El inicio de esta gran crisis del coronavirus me pilló viviendo y trabajando en la frontera entre México y Guatemala, con la tristeza de ver el dolor que asolaba (y sigue asolando) España y las situaciones de sufrimiento que se vivían, se viven y se vivirán ante la enfermedad, la pérdida de seres queridos, las penurias económicas que vendrán, etc. A esto se sumaba la rabia de ver cómo un país tan grande como México, y con tanta población vulnerable por vivir al día y por la falta de acceso a la sanidad, pasó muchos días sin tomar medidas e, incluso, con un presidente que bromeaba y animaba a toda la población a no abandonar las calles sino a ir a comer a restaurantes para mantener la economía.

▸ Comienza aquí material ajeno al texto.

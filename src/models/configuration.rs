//! The resolved per-endpoint Kinesis configuration.

use serde::{Serialize, Serializer};

use super::{IteratorType, ProxyProtocol, ShardClosedStrategy};
use crate::client::ClientHandle;

/// Configuration owned by a single Kinesis endpoint.
///
/// Component-level defaults use the same type with an empty
/// `stream_name`; [`crate::resolver::resolve`] clones them per endpoint.
/// Credentials are redacted in both `Debug` and `Serialize` output.
#[derive(Clone, PartialEq, Serialize)]
#[serde(rename_all = "camelCase")]
pub struct KinesisConfiguration {
    pub stream_name: String,
    #[serde(serialize_with = "redact")]
    pub access_key: Option<String>,
    #[serde(serialize_with = "redact")]
    pub secret_key: Option<String>,
    pub region: Option<String>,
    pub client: Option<ClientHandle>,
    pub iterator_type: IteratorType,
    pub max_results_per_request: u32,
    pub shard_id: Option<String>,
    pub sequence_number: Option<String>,
    pub shard_closed: ShardClosedStrategy,
    pub proxy_host: Option<String>,
    pub proxy_port: Option<u16>,
    pub proxy_protocol: ProxyProtocol,
}

impl Default for KinesisConfiguration {
    fn default() -> Self {
        Self {
            stream_name: String::new(),
            access_key: None,
            secret_key: None,
            region: None,
            client: None,
            iterator_type: IteratorType::default(),
            max_results_per_request: 1,
            shard_id: None,
            sequence_number: None,
            shard_closed: ShardClosedStrategy::default(),
            proxy_host: None,
            proxy_port: None,
            proxy_protocol: ProxyProtocol::default(),
        }
    }
}

impl std::fmt::Debug for KinesisConfiguration {
    fn fmt(&self, f: &mut std::fmt::Formatter<'_>) -> std::fmt::Result {
        f.debug_struct("KinesisConfiguration")
            .field("stream_name", &self.stream_name)
            .field("access_key", &self.access_key.as_ref().map(|_| "[REDACTED]"))
            .field("secret_key", &self.secret_key.as_ref().map(|_| "[REDACTED]"))
            .field("region", &self.region)
            .field("client", &self.client)
            .field("iterator_type", &self.iterator_type)
            .field("max_results_per_request", &self.max_results_per_request)
            .field("shard_id", &self.shard_id)
            .field("sequence_number", &self.sequence_number)
            .field("shard_closed", &self.shard_closed)
            .field("proxy_host", &self.proxy_host)
            .field("proxy_port", &self.proxy_port)
            .field("proxy_protocol", &self.proxy_protocol)
            .finish()
    }
}

impl KinesisConfiguration {
    /// Both halves of the static credential pair are present.
    pub fn has_credentials(&self) -> bool {
        self.access_key.is_some() && self.secret_key.is_some()
    }

    /// A usable client exists, either pre-built or constructible from credentials.
    pub fn is_usable(&self) -> bool {
        self.client.is_some() || self.has_credentials()
    }
}

fn redact<S: Serializer>(value: &Option<String>, serializer: S) -> Result<S::Ok, S::Error> {
    match value {
        Some(_) => serializer.serialize_some("[REDACTED]"),
        None => serializer.serialize_none(),
    }
}
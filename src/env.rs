//! Environment variable abstraction for testability.
//!
//! Production code uses [`Env::real()`] which delegates to [`std::env::var`].
//! Tests use [`Env::mock()`] backed by a `HashMap`, so credential variables
//! can be exercised without touching the process environment.

use std::collections::HashMap;

/// Environment variable reader.
#[derive(Clone, Debug)]
pub struct Env {
    overrides: Option<HashMap<String, String>>,
}

impl Env {
    /// Create an `Env` that reads from the real process environment.
    pub fn real() -> Self {
        Self { overrides: None }
    }

    /// Create an `Env` backed by explicit key-value pairs.
    pub fn mock(vars: impl IntoIterator<Item = (impl Into<String>, impl Into<String>)>) -> Self {
        Self {
            overrides: Some(
                vars.into_iter()
                    .map(|(k, v)| (k.into(), v.into()))
                    .collect(),
            ),
        }
    }

    /// Look up an environment variable by name.
    ///
    /// Empty values are reported as absent: an exported-but-blank
    /// `KINESIS_SECRET_KEY` must not shadow a configured one.
    pub fn var(&self, name: &str) -> Option<String> {
        let value = match &self.overrides {
            Some(map) => map.get(name).cloned(),
            None => std::env::var(name).ok(),
        };
        value.filter(|v| !v.trim().is_empty())
    }

    /// Return the first of `names` that is set.
    pub fn first_of(&self, names: &[&str]) -> Option<String> {
        names.iter().find_map(|name| self.var(name))
    }

    /// Returns `true` if the variable is present (non-empty).
    pub fn is_set(&self, name: &str) -> bool {
        self.var(name).is_some()
    }
}

impl Default for Env {
    fn default() -> Self {
        Self::real()
    }
}
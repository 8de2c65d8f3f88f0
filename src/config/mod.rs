//! Configuration loading and layering.
//!
//! Handles `.kinesis-endpoint.toml` loading, environment variable
//! resolution, and turns the result into component-level endpoint defaults.

pub mod loader;

pub use loader::{
    Config, ConfigError, ConfigLayer, ConsumerConfig, ConsumerLayer, CredentialsConfig, ProxyConfig,
    ProxyLayer,
};
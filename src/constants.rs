//! App-wide constants.
//!
//! Centralises the tool name, URI scheme, config paths and environment
//! variable names so a rename only requires changing this file.

/// Display name of the tool (lowercase).
pub const APP_NAME: &str = "kinesis-endpoint";

/// Crate version, as reported by `kinesis-endpoint version`.
pub const VERSION: &str = env!("CARGO_PKG_VERSION");

/// URI scheme accepted by [`crate::endpoint::EndpointUri`].
pub const URI_SCHEME: &str = "aws-kinesis";

/// Local config filename (e.g. `.kinesis-endpoint.toml` in the working directory).
pub const CONFIG_FILENAME: &str = ".kinesis-endpoint.toml";

/// Directory name under `~/.config/` for the global config.
pub const CONFIG_DIR: &str = "kinesis-endpoint";

// ── Environment variable names ──────────────────────────────────────

pub const ENV_ACCESS_KEY: &str = "KINESIS_ACCESS_KEY";
pub const ENV_SECRET_KEY: &str = "KINESIS_SECRET_KEY";
pub const ENV_REGION: &str = "KINESIS_REGION";
pub const ENV_ITERATOR_TYPE: &str = "KINESIS_ITERATOR_TYPE";

/// Standard AWS variables, consulted when the tool-specific ones are unset.
pub const ENV_AWS_ACCESS_KEY: &str = "AWS_ACCESS_KEY_ID";
pub const ENV_AWS_SECRET_KEY: &str = "AWS_SECRET_ACCESS_KEY";
pub const ENV_AWS_REGION: &str = "AWS_REGION";

/// Log filter directive for the binary (same syntax as `RUST_LOG`).
pub const ENV_LOG: &str = "KINESIS_ENDPOINT_LOG";
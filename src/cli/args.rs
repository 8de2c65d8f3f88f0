//! Clap argument types.

use clap::{Parser, ValueEnum};
use std::path::PathBuf;

/// Resolve and verify Kinesis endpoint configurations.
#[derive(Parser, Debug)]
#[command(name = "kinesis-endpoint", version = kinesis_endpoint::constants::VERSION)]
pub struct Cli {
    /// Log resolution steps (overridden by KINESIS_ENDPOINT_LOG).
    #[arg(long, short = 'v', global = true, default_value_t = false)]
    pub verbose: bool,

    #[command(subcommand)]
    pub command: Command,
}

/// Available commands.
#[derive(clap::Subcommand, Debug)]
pub enum Command {
    /// Resolve an endpoint URI into its effective configuration.
    Resolve(ResolveArgs),

    /// Check an endpoint URI's parameters and report every problem found.
    Verify(VerifyArgs),

    /// List the options an endpoint URI accepts.
    Options,

    /// Print version information.
    Version,
}

/// Arguments for the `resolve` subcommand.
#[derive(Parser, Debug)]
pub struct ResolveArgs {
    /// Endpoint URI, e.g. `aws-kinesis:orders?region=eu-west-1`.
    pub uri: String,

    /// Config file layered over the working-directory and global configs.
    #[arg(long)]
    pub config: Option<PathBuf>,

    /// Register a pre-built client with this id (repeatable).
    #[arg(long = "client", value_name = "ID")]
    pub clients: Vec<String>,

    /// Output format.
    #[arg(long, default_value = "text")]
    pub format: OutputFormat,
}

/// Arguments for the `verify` subcommand.
#[derive(Parser, Debug)]
pub struct VerifyArgs {
    /// Endpoint URI to verify.
    pub uri: String,

    /// Output format.
    #[arg(long, default_value = "text")]
    pub format: OutputFormat,
}

/// Output format options.
#[derive(Debug, Clone, Copy, ValueEnum, PartialEq, Eq)]
pub enum OutputFormat {
    Text,
    Json,
}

Esta incredulidad ante la pandemia y este no tomarse en serio el problema al principio no fue solo algo presente en los dirigentes o empresarios, sino que la gente de a pie participaba de lo mismo. Pasamos semanas escuchando a personas de Iglesia su no disposición a renunciar a sus celebraciones aunque reunieran a cientos de personas, trabajadores convencidos de que todo eran bulos que venían de China o Europa para perjudicar la economía del país… Pero, sobre todo, para no tomar en serio las recomendaciones que se iban dando, se acudía a justificaciones que antes se habían oído en la misma Italia o España. Son argumentos engañosos que, quizás como mecanismo de defensa, solemos decirnos cuando se acerca una situación difícil y dolorosa. Me dieron mucho que pensar y, creo, que son argumentos que se basan en el egoísmo de las matemáticas. Son expresiones que todos hemos oído (sobre todo en los últimos meses) y que son algo así como: «si cada año mueren miles de personas de gripe por qué preocuparnos por un virus que mata a menos», «este alarmismo hace que olvidemos a las miles de personas que cada año mueren de dengue», «seamos sensatos, este virus no matará ni a la mitad de los que mueren cada año por el narcotráfico», etc.

En cuanto a cifras algo de cierto hay en ese tipo de expresiones, sin embargo, en cuanto al sufrimiento y al cómo enfrentarlo hay varios engaños egoístas. El primero es olvidar que el sufrimiento es un gran misterio que se nos escapa y que no podemos atrapar ni, mucho menos, cuantificar. Ante el misterio hay que descalzarse como terreno sagrado que es y, por lo tanto, cuantificar con el propósito de comparar es deleznable y, posiblemente, pecaminoso. En segundo lugar, cuando hablamos de vidas humanas no podemos olvidar que el valor de cada vida es infinito, y que los infinitos no responden a las reglas del álgebra. Ni podemos pretender saber cómo y cuánto sufre cada una de las personas que rodean a quien pierde la vida.

Con todo ello acabamos cayendo en el egoísmo de relativizar el sufrimiento que nos rodea a base de compararlo y justificarnos con la idea de que hay alguien que sufre más, o de que hay otras realidades que merecen más nuestra atención. En el fondo es el argumento para no comprometernos y para poder mantener y justificar nuestra postura de no renunciar a nuestra comodidad. Temo que en ocasiones gastemos más tiempo en discutir la gravedad comparando sufrimientos que en combatir a los mismos. Parece que habría que preguntarse si no sería mejor comenzar por otras cuestiones que no las cuantitativas, por ejemplo preguntándose cómo aprender a convivir con el dolor para que no nos destruya, cómo convertirlo en algo útil, etc.

El punto de partida ha de ser la convicción de que todo sufrimiento cuenta, independientemente de que sea percibido como mayor o menor que otros. Sólo así se puede dar el salto al verdadero problema del dolor, que no tiene que ver con su magnitud sino con la búsqueda a la que nuestra fe nos invita: no la de encontrar consuelos, sino la de procurar caminos para combatirlo y disminuirlo. Desde luego que no es lo mismo, ante una situación tan difícil como la que nos está tocando vivir, afrontarla desde unas comparativas que nos llevan al inmovilismo, que con la actitud de sacar lo mejor de nosotros mismos para, con lo poco que cada uno puede hacer, plantarle cara.